- **WHAT YOU SHOULD DO**
Your task is to copy the stretch of lines in the records below that begins with the line containing "is an error." and ends with the line containing "the request workers.", exactly as written, with nothing added.

Records from a collection

Start of Block

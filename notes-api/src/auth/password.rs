//! Argon2id password hashing for the email registration path.
//!
//! Hashes are stored as PHC strings (`$argon2id$v=19$...`), salt included.

use argon2::{
    password_hash::{rand_core::OsRng, PasswordHash, PasswordHasher, PasswordVerifier, SaltString},
    Argon2,
};

use crate::Error;

pub fn hash_password(password: &str) -> crate::Result<String> {
    let salt = SaltString::generate(&mut OsRng);
    Argon2::default()
        .hash_password(password.as_bytes(), &salt)
        .map(|hash| hash.to_string())
        .map_err(|e| Error::Unexpected(format!("Failed to hash password: {e}")))
}

/// `false` on mismatch; a malformed stored hash is an error.
pub fn verify_password(password: &str, hash: &str) -> crate::Result<bool> {
    let parsed_hash = PasswordHash::new(hash).map_err(|e| Error::Unexpected(format!("Invalid password hash: {e}")))?;
    Ok(Argon2::default()
        .verify_password(password.as_bytes(), &parsed_hash)
        .is_ok())
}

/// [`hash_password`] on the blocking pool, off the request workers.
pub async fn hash(password: String) -> crate::Result<String> {
    tokio::task::spawn_blocking(move || hash_password(&password))
        .await
        .map_err(|e| Error::Unexpected(e.to_string()))?
}

/// [`verify_password`] on the blocking pool.
pub async fn verify(password: String, hash: String) -> crate::Result<bool> {
    tokio::task::spawn_blocking(move || verify_password(&password, &hash))
        .await
        .map_err(|e| Error::Unexpected(e.to_string()))?
}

End of Block

- **TASK RESULT**
/// `false` on mismatch; a malformed stored hash is an error.
pub fn verify_password(password: &str, hash: &str) -> crate::Result<bool> {
    let parsed_hash = PasswordHash::new(hash).map_err(|e| Error::Unexpected(format!("Invalid password hash: {e}")))?;
    Ok(Argon2::default()
        .verify_password(password.as_bytes(), &parsed_hash)
        .is_ok())
}

/// [`hash_password`] on the blocking pool, off the request workers.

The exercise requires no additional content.